> _Goal of the exercise_
The records that follow are to be reproduced verbatim.

####################

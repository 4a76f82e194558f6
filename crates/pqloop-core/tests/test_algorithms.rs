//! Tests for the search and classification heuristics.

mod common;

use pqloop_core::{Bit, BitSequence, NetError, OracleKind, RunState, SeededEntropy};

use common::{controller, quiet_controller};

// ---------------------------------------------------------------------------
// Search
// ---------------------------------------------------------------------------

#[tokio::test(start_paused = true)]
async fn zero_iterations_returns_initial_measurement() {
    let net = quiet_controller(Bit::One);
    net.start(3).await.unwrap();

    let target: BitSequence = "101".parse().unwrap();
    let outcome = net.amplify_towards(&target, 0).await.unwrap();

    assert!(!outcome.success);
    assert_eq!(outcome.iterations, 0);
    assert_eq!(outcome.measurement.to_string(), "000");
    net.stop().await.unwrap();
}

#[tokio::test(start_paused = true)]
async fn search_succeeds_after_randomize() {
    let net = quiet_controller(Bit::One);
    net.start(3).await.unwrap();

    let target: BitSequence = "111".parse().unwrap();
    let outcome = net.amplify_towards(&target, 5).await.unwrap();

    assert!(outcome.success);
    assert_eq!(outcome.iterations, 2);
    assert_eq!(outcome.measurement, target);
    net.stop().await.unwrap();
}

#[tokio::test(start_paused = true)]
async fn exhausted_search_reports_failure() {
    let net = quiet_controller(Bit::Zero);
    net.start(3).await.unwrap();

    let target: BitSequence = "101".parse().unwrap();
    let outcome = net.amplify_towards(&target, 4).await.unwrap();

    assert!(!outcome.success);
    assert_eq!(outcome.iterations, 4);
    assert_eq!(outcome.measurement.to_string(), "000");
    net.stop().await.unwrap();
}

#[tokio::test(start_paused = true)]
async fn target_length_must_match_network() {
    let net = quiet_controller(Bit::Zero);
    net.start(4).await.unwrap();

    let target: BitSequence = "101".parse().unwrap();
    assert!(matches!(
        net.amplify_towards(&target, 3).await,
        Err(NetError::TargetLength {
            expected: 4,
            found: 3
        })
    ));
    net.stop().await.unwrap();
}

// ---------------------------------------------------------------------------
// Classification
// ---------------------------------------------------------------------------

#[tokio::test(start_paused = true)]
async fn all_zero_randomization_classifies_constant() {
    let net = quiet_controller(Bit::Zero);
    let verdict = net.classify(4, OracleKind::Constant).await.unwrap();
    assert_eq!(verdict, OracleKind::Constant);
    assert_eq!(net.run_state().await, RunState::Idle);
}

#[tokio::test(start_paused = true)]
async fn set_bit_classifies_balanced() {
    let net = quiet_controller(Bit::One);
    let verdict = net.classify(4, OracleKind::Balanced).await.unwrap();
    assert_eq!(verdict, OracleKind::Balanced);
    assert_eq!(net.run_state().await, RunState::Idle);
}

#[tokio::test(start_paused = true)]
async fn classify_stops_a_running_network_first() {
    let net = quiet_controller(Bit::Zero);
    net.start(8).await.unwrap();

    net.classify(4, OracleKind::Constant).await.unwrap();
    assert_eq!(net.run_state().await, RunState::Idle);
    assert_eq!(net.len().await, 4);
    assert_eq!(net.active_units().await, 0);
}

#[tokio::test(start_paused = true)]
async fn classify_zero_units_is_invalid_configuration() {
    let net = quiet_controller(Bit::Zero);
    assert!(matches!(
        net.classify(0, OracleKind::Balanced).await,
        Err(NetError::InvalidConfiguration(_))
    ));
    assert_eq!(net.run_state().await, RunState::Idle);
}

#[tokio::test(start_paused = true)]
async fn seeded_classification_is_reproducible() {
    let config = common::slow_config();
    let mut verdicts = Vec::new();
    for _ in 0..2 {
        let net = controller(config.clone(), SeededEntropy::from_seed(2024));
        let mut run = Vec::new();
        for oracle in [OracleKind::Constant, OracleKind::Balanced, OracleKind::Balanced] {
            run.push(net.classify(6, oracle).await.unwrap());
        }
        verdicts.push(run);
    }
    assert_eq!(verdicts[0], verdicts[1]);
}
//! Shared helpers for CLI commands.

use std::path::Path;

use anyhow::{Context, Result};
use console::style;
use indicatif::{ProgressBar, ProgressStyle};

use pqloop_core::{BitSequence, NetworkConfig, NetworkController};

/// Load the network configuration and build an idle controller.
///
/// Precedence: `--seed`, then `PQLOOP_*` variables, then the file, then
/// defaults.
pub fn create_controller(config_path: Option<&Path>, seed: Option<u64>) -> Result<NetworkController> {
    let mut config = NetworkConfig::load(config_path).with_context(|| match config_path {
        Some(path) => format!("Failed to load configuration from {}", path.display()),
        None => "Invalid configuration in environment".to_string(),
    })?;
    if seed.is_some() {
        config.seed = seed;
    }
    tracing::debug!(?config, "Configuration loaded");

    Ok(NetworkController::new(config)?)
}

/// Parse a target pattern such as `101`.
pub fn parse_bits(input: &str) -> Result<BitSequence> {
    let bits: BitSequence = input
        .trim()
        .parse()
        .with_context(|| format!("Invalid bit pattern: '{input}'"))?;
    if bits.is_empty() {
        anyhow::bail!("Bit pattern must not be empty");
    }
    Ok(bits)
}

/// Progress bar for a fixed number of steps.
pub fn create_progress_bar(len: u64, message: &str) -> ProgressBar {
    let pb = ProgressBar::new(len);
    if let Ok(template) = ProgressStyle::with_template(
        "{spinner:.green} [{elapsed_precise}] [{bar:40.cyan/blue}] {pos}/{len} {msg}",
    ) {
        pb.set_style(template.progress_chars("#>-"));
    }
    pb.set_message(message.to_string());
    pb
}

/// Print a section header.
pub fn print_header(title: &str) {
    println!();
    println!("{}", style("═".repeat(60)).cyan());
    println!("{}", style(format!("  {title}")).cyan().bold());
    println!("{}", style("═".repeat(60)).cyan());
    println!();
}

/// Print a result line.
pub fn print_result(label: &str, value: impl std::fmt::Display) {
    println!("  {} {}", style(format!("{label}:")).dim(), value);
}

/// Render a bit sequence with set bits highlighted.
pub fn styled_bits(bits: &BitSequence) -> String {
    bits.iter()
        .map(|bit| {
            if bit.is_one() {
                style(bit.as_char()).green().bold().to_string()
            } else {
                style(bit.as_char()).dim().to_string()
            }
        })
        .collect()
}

####################

> _Result below_
repository 4a76f82e194558f6
filename crates/pqloop-core/tests/test_algorithms.rs
//! Tests for the search and classification heuristics.

mod common;

use pqloop_core::{Bit, BitSequence, NetError, OracleKind, RunState, SeededEntropy};

use common::{controller, quiet_controller};

// ---------------------------------------------------------------------------
// Search
// ---------------------------------------------------------------------------

#[tokio::test(start_paused = true)]
async fn zero_iterations_returns_initial_measurement() {
    let net = quiet_controller(Bit::One);
    net.start(3).await.unwrap();

    let target: BitSequence = "101".parse().unwrap();
    let outcome = net.amplify_towards(&target, 0).await.unwrap();

    assert!(!outcome.success);
    assert_eq!(outcome.iterations, 0);
    assert_eq!(outcome.measurement.to_string(), "000");
    net.stop().await.unwrap();
}

#[tokio::test(start_paused = true)]
async fn search_succeeds_after_randomize() {
    let net = quiet_controller(Bit::One);
    net.start(3).await.unwrap();

    let target: BitSequence = "111".parse().unwrap();
    let outcome = net.amplify_towards(&target, 5).await.unwrap();

    assert!(outcome.success);
    assert_eq!(outcome.iterations, 2);
    assert_eq!(outcome.measurement, target);
    net.stop().await.unwrap();
}

#[tokio::test(start_paused = true)]
async fn exhausted_search_reports_failure() {
    let net = quiet_controller(Bit::Zero);
    net.start(3).await.unwrap();

    let target: BitSequence = "101".parse().unwrap();
    let outcome = net.amplify_towards(&target, 4).await.unwrap();

    assert!(!outcome.success);
    assert_eq!(outcome.iterations, 4);
    assert_eq!(outcome.measurement.to_string(), "000");
    net.stop().await.unwrap();
}

#[tokio::test(start_paused = true)]
async fn target_length_must_match_network() {
    let net = quiet_controller(Bit::Zero);
    net.start(4).await.unwrap();

    let target: BitSequence = "101".parse().unwrap();
    assert!(matches!(
        net.amplify_towards(&target, 3).await,
        Err(NetError::TargetLength {
            expected: 4,
            found: 3
        })
    ));
    net.stop().await.unwrap();
}

// ---------------------------------------------------------------------------
// Classification
// ---------------------------------------------------------------------------

#[tokio::test(start_paused = true)]
async fn all_zero_randomization_classifies_constant() {
    let net = quiet_controller(Bit::Zero);
    let verdict = net.classify(4, OracleKind::Constant).await.unwrap();
    assert_eq!(verdict, OracleKind::Constant);
    assert_eq!(net.run_state().await, RunState::Idle);
}

#[tokio::test(start_paused = true)]
async fn set_bit_classifies_balanced() {
    let net = quiet_controller(Bit::One);
    let verdict = net.classify(4, OracleKind::Balanced).await.unwrap();
    assert_eq!(verdict, OracleKind::Balanced);
    assert_eq!(net.run_state().await, RunState::Idle);
}

#[tokio::test(start_paused = true)]
async fn classify_stops_a_running_network_first() {
    let net = quiet_controller(Bit::Zero);
    net.start(8).await.unwrap();

    net.classify(4, OracleKind::Constant).await.unwrap();
    assert_eq!(net.run_state().await, RunState::Idle);
    assert_eq!(net.len().await, 4);
    assert_eq!(net.active_units().await, 0);
}

#[tokio::test(start_paused = true)]
async fn classify_zero_units_is_invalid_configuration() {
    let net = quiet_controller(Bit::Zero);
    assert!(matches!(
        net.classify(0, OracleKind::Balanced).await,
        Err(NetError::InvalidConfiguration(_))
    ));
    assert_eq!(net.run_state().await, RunState::Idle);
}

#[tokio::test(start_paused = true)]
async fn seeded_classification_is_reproducible() {
    let config = common::slow_config();
    let mut verdicts = Vec::new();
    for _ in 0..2 {
        let net = controller(config.clone(), SeededEntropy::from_seed(2024));
        let mut run = Vec::new();
        for oracle in [OracleKind::Constant, OracleKind::Balanced, OracleKind::Balanced] {
            run.push(net.classify(6, oracle).await.unwrap());
        }
        verdicts.push(run);
    }
    assert_eq!(verdicts[0], verdicts[1]);
}
//! Shared helpers for CLI commands.

use std::path::Path;

use anyhow::{Context, Result};
use console::style;
use indicatif::{ProgressBar, ProgressStyle};

use pqloop_core::{BitSequence, NetworkConfig, NetworkController};

/// Load the network configuration and build an idle controller.
///
/// Precedence: `--seed`, then `PQLOOP_*` variables, then the file, then
/// defaults.
pub fn create_controller(config_path: Option<&Path>, seed: Option<u64>) -> Result<NetworkController> {
    let mut config = NetworkConfig::load(config_path).with_context(|| match config_path {
        Some(path) => format!("Failed to load configuration from {}", path.display()),
        None => "Invalid configuration in environment".to_string(),
    })?;
    if seed.is_some() {
        config.seed = seed;
    }
    tracing::debug!(?config, "Configuration loaded");

    Ok(NetworkController::new(config)?)
}

/// Parse a target pattern such as `101`.
pub fn parse_bits(input: &str) -> Result<BitSequence> {
    let bits: BitSequence = input
        .trim()
        .parse()
        .with_context(|| format!("Invalid bit pattern: '{input}'"))?;
    if bits.is_empty() {
        anyhow::bail!("Bit pattern must not be empty");
    }
    Ok(bits)
}

/// Progress bar for a fixed number of steps.
pub fn create_progress_bar(len: u64, message: &str) -> ProgressBar {
    let pb = ProgressBar::new(len);
    if let Ok(template) = ProgressStyle::with_template(
        "{spinner:.green} [{elapsed_precise}] [{bar:40.cyan/blue}] {pos}/{len} {msg}",
    ) {
        pb.set_style(template.progress_chars("#>-"));
    }
    pb.set_message(message.to_string());
    pb
}

/// Print a section header.
pub fn print_header(title: &str) {
    println!();
    println!("{}", style("═".repeat(60)).cyan());
    println!("{}", style(format!("  {title}")).cyan().bold());
    println!("{}", style("═".repeat(60)).cyan());
    println!();
}

/// Print a result line.
pub fn print_result(label: &str, value: impl std::fmt::Display) {
    println!("  {} {}", style(format!("{label}:")).dim(), value);
}

/// Render a bit sequence with set bits highlighted.
pub fn styled_bits(bits: &BitSequence) -> String {
    bits.iter()
        .map(|bit| {
            if bit.is_one() {
                style(bit.as_char()).green().bold().to_string()
            } else {
                style(bit.as_char()).dim().to_string()
            }
        })
        .collect()
}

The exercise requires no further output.